Flat landslides, typically characterized by crack grooves, are a common type of special disasters in southwestern China. However, the dense vegetation and complex terrain in disaster-developed areas limit the efficiency of conventional ground or remote sensing (RS) survey methods in the identification and extraction of disaster information. As one of the emerging remote sensing technologies, the airborne LiDAR technology and its data visualization analysis methods provide a new solution for the accurate identification of flat landslides. First, the high resolution digital elevation model (HRDEM) can be obtained using the UAV airborne LiDAR. Then, the HRDEM can be combined with visualization methods including sky view factor (SVF), hillshades, and 3D morphology simulation for the effective identification of flat landslides and their crack grooves. This study investigated the newly identified landslide hazard in the southern part of Nuoguzhai Village, Chunzai Town, Tongjiang County, northern Sichuan Province.

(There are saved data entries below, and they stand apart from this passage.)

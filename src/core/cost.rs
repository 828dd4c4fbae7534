//! Spend accounting for decision calls.

use std::sync::Mutex;

use serde::{Deserialize, Serialize};

use crate::domain::Usage;

/// Running totals exposed to halt conditions
#[derive(Debug, Clone, Copy, Default, PartialEq, Serialize, Deserialize)]
pub struct CostSnapshot {
    pub calls: u64,
    pub prompt_tokens: u64,
    pub completion_tokens: u64,
    pub cost_usd: f64,
}

impl CostSnapshot {
    pub fn total_tokens(&self) -> u64 {
        self.prompt_tokens.saturating_add(self.completion_tokens)
    }
}

pub trait CostTracker: Send + Sync {
    /// Record the usage reported by one decision response
    fn record(&self, usage: &Usage);

    fn snapshot(&self) -> CostSnapshot;
}

/// Tracker for cycles without budget constraints
#[derive(Debug, Default)]
pub struct NoopCostTracker;

impl CostTracker for NoopCostTracker {
    fn record(&self, _usage: &Usage) {}

    fn snapshot(&self) -> CostSnapshot {
        CostSnapshot::default()
    }
}

/// Prices tokens per thousand, unless the response reports its own cost
#[derive(Debug)]
pub struct TokenCostTracker {
    prompt_per_1k: f64,
    completion_per_1k: f64,
    totals: Mutex<CostSnapshot>,
}

impl TokenCostTracker {
    pub fn new(prompt_per_1k: f64, completion_per_1k: f64) -> Self {
        Self {
            prompt_per_1k,
            completion_per_1k,
            totals: Mutex::new(CostSnapshot::default()),
        }
    }

    fn price(&self, usage: &Usage) -> f64 {
        usage.cost_usd.unwrap_or_else(|| {
            usage.prompt_tokens as f64 / 1000.0 * self.prompt_per_1k
                + usage.completion_tokens as f64 / 1000.0 * self.completion_per_1k
        })
    }
}

impl CostTracker for TokenCostTracker {
    fn record(&self, usage: &Usage) {
        let cost = self.price(usage);
        let mut totals = self.totals.lock().unwrap_or_else(|e| e.into_inner());
        totals.calls = totals.calls.saturating_add(1);
        totals.prompt_tokens = totals.prompt_tokens.saturating_add(usage.prompt_tokens);
        totals.completion_tokens = totals.completion_tokens.saturating_add(usage.completion_tokens);
        totals.cost_usd += cost;
    }

    fn snapshot(&self) -> CostSnapshot {
        *self.totals.lock().unwrap_or_else(|e| e.into_inner())
    }
}

/// Cost settings as written in a suite definition
#[derive(Debug, Clone, Default, PartialEq, Serialize, Deserialize)]
#[serde(tag = "kind", rename_all = "snake_case")]
pub enum CostSettings {
    #[default]
    None,

    PerToken {
        #[serde(default)]
        prompt_per_1k: f64,
        #[serde(default)]
        completion_per_1k: f64,
    },
}

impl CostSettings {
    pub fn build(&self) -> std::sync::Arc<dyn CostTracker> {
        match self {
            Self::None => std::sync::Arc::new(NoopCostTracker),
            Self::PerToken {
                prompt_per_1k,
                completion_per_1k,
            } => std::sync::Arc::new(TokenCostTracker::new(*prompt_per_1k, *completion_per_1k)),
        }
    }
}
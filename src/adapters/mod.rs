//! Interfaces to the systems a cycle talks to, plus built-in adapters.
//!
//! - [`DataSource`] supplies the table a cycle iterates
//! - [`DecisionSystem`] answers one request per row and classifies its own failures
//! - [`Sink`] writes the cycle result during the act phase

pub mod command;
pub mod echo;
pub mod http;
pub mod jsonl;
pub mod sinks;

use anyhow::Result;
use async_trait::async_trait;
use serde_json::Value;

use crate::domain::{
    Artifact, ArtifactDeclaration, ArtifactReference, CycleResult, DecisionError,
    DecisionRequest, DecisionResponse, SecurityLevel, Table,
};

pub use command::CommandDecision;
pub use echo::EchoDecision;
pub use http::HttpDecision;
pub use jsonl::JsonlSource;
pub use sinks::{JsonResultsSink, JsonlOutcomesSink, ManifestSink};

/// Supplies the initial table for a cycle
#[async_trait]
pub trait DataSource: Send + Sync {
    fn name(&self) -> &str;

    /// Load every row. Any error is fatal to the cycle.
    async fn load(&self) -> Result<Table>;
}

/// Turns a request into a response, or a classified failure
#[async_trait]
pub trait DecisionSystem: Send + Sync {
    fn name(&self) -> &str;

    async fn send(&self, request: &DecisionRequest) -> Result<DecisionResponse, DecisionError>;
}

/// What a sink receives when it runs
#[derive(Debug, Clone, Copy)]
pub struct SinkInput<'a> {
    pub result: &'a CycleResult,

    /// Artifacts resolved from the sink's `consumes()`, in declaration order
    pub consumed: &'a [Artifact],
}

/// One artifact returned by [`Sink::write`]; `name` must match a declaration
#[derive(Debug, Clone, PartialEq)]
pub struct ProducedArtifact {
    pub name: String,
    pub payload: Value,
}

impl ProducedArtifact {
    pub fn new(name: impl Into<String>, payload: Value) -> Self {
        Self {
            name: name.into(),
            payload,
        }
    }
}

/// An output target driven by the artifact pipeline
#[async_trait]
pub trait Sink: Send + Sync {
    fn name(&self) -> &str;

    fn produces(&self) -> Vec<ArtifactDeclaration> {
        Vec::new()
    }

    fn consumes(&self) -> Vec<ArtifactReference> {
        Vec::new()
    }

    /// Highest classification this sink may hold
    fn security_level(&self) -> SecurityLevel {
        SecurityLevel::Public
    }

    async fn write(&self, input: SinkInput<'_>) -> Result<Vec<ProducedArtifact>>;
}

/// Interpret a decision system's JSON reply.
///
/// An object with a `content` field is read as a full response (content
/// plus optional `usage`); anything else is taken as the content itself.
pub(crate) fn parse_response(value: Value) -> DecisionResponse {
    if value.get("content").is_some() {
        if let Ok(response) = serde_json::from_value::<DecisionResponse>(value.clone()) {
            return response;
        }
    }
    DecisionResponse::new(value)
}

#[cfg(test)]
mod tests {
    use super::*;
    use serde_json::json;

    #[test]
    fn test_parse_envelope() {
        let response = parse_response(json!({
            "content": {"label": "spam"},
            "usage": {"prompt_tokens": 10, "completion_tokens": 2}
        }));
        assert_eq!(response.content, json!({"label": "spam"}));
        assert_eq!(response.usage.total_tokens(), 12);
    }

    #[test]
    fn test_parse_bare_value() {
        let response = parse_response(json!({"label": "ham"}));
        assert_eq!(response.content, json!({"label": "ham"}));
        assert_eq!(response.usage.total_tokens(), 0);
    }
}
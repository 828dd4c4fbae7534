//! Rate Limit Integration Tests
//!
//! Ceilings hold across concurrent callers. Time is simulated with a
//! ManualClock, so no test waits for a real window to roll over.

use std::collections::HashMap;
use std::sync::{Arc, Mutex};
use std::time::{Duration, Instant};

use async_trait::async_trait;
use cadence::adapters::{DataSource, DecisionSystem};
use cadence::core::clock::Clock;
use cadence::core::rate_limit::{AdaptiveConfig, Feedback, RateLimitSettings};
use cadence::core::{
    AdaptiveLimiter, CycleConfig, CycleRunner, FixedWindowLimiter, ManualClock, RateLimiter,
    RetryPolicy,
};
use cadence::domain::{DecisionError, DecisionRequest, DecisionResponse, Row, Table};
use serde_json::{json, Map};
use tokio::task::JoinSet;

const WINDOW: Duration = Duration::from_secs(10);

async fn acquire_concurrently(limiter: Arc<dyn RateLimiter>, callers: usize) -> Vec<Instant> {
    let mut tasks = JoinSet::new();
    for _ in 0..callers {
        let limiter = limiter.clone();
        tasks.spawn(async move { limiter.acquire(1).await.unwrap().granted_at });
    }

    let mut granted = Vec::new();
    while let Some(joined) = tasks.join_next().await {
        granted.push(joined.unwrap());
    }
    granted
}

#[tokio::test(flavor = "multi_thread", worker_threads = 4)]
async fn test_fixed_window_ceiling_across_callers() {
    let clock = Arc::new(ManualClock::new());
    let limiter = Arc::new(FixedWindowLimiter::with_clock(5, WINDOW, clock.clone()));

    let granted = acquire_concurrently(limiter.clone(), 23).await;
    assert_eq!(granted.len(), 23);

    let mut per_window: HashMap<u128, usize> = HashMap::new();
    for at in &granted {
        *per_window.entry(limiter.window_index(*at)).or_default() += 1;
    }
    assert!(per_window.values().all(|&n| n <= 5), "{:?}", per_window);
    // 23 permits at 5 per window need at least 5 windows
    assert!(per_window.len() >= 5);
}

#[tokio::test(flavor = "multi_thread", worker_threads = 4)]
async fn test_adaptive_sliding_ceiling_across_callers() {
    let clock = Arc::new(ManualClock::new());
    let limiter = Arc::new(AdaptiveLimiter::with_clock(
        AdaptiveConfig {
            max_requests: 4,
            window: WINDOW,
            ..Default::default()
        },
        clock.clone(),
    ));

    let mut granted = acquire_concurrently(limiter.clone(), 17).await;
    granted.sort();

    // No sliding window of WINDOW length holds more than the ceiling
    for (i, start) in granted.iter().enumerate() {
        let in_window = granted[i..]
            .iter()
            .take_while(|at| at.duration_since(*start) < WINDOW)
            .count();
        assert!(in_window <= 4, "{} permits within one window", in_window);
    }
}

#[tokio::test]
async fn test_adaptive_backpressure_lowers_concurrent_ceiling() {
    let clock = Arc::new(ManualClock::new());
    let limiter = Arc::new(AdaptiveLimiter::with_clock(
        AdaptiveConfig {
            max_requests: 8,
            window: WINDOW,
            decrease_factor: 0.5,
            ..Default::default()
        },
        clock.clone(),
    ));

    limiter.feedback(Feedback::Backpressure { retry_after: None });
    assert_eq!(limiter.ceiling(), 4);

    let start = clock.now();
    let granted = acquire_concurrently(limiter.clone(), 4).await;
    assert!(granted.iter().all(|at| *at == start));

    // The fifth caller must wait for the window to slide
    let fifth = limiter.acquire(1).await.unwrap();
    assert!(fifth.granted_at >= start + WINDOW);
}

/// Records the simulated time of every call it receives
struct Stamping {
    clock: Arc<ManualClock>,
    calls: Mutex<Vec<Instant>>,
}

#[async_trait]
impl DecisionSystem for Stamping {
    fn name(&self) -> &str {
        "stamping"
    }

    async fn send(&self, _request: &DecisionRequest) -> Result<DecisionResponse, DecisionError> {
        self.calls.lock().unwrap().push(self.clock.now());
        Ok(DecisionResponse::new(json!({})))
    }
}

struct Rows(usize);

#[async_trait]
impl DataSource for Rows {
    fn name(&self) -> &str {
        "rows"
    }

    async fn load(&self) -> anyhow::Result<Table> {
        Ok(Table::new(
            (0..self.0)
                .map(|i| Row::new(format!("row-{}", i), Map::new()))
                .collect(),
        ))
    }
}

#[tokio::test]
async fn test_runner_respects_fixed_window() {
    let clock = Arc::new(ManualClock::new());
    let origin = clock.now();
    let settings: RateLimitSettings = serde_yaml::from_str(
        "kind: fixed_window\nrequests: 3\nwindow_seconds: 10\n",
    )
    .unwrap();

    let decision = Arc::new(Stamping {
        clock: clock.clone(),
        calls: Mutex::new(Vec::new()),
    });
    let mut config = CycleConfig::new("governed");
    config.workers = 4;
    config.retry = RetryPolicy::immediate(1);

    let result = CycleRunner::new(config, Arc::new(Rows(10)), decision.clone())
        .with_rate_limiter(settings.build_with_clock(clock.clone()))
        .run()
        .await
        .unwrap();
    assert_eq!(result.stats.rows_succeeded, 10);

    let calls = decision.calls.lock().unwrap();
    let mut per_window: HashMap<u128, usize> = HashMap::new();
    for at in calls.iter() {
        let index = at.duration_since(origin).as_nanos() / WINDOW.as_nanos();
        *per_window.entry(index).or_default() += 1;
    }
    assert!(per_window.values().all(|&n| n <= 3), "{:?}", per_window);
}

The comprehensive RS identification method was used to realize the construction of landslide identification signs, the determination of the landslide boundary, the identification of crack groove position, and information extraction based on airborne LiDAR data. Combined with the results of field surveys, the effectiveness of the airborne LiDAR technology for the identification of flat landslides and their crack grooves in highly vegetation-covered areas was verified from both qualitative and quantitative aspects. The related study results can be used as a reference for the early identification, monitoring, and prevention of flat landslides.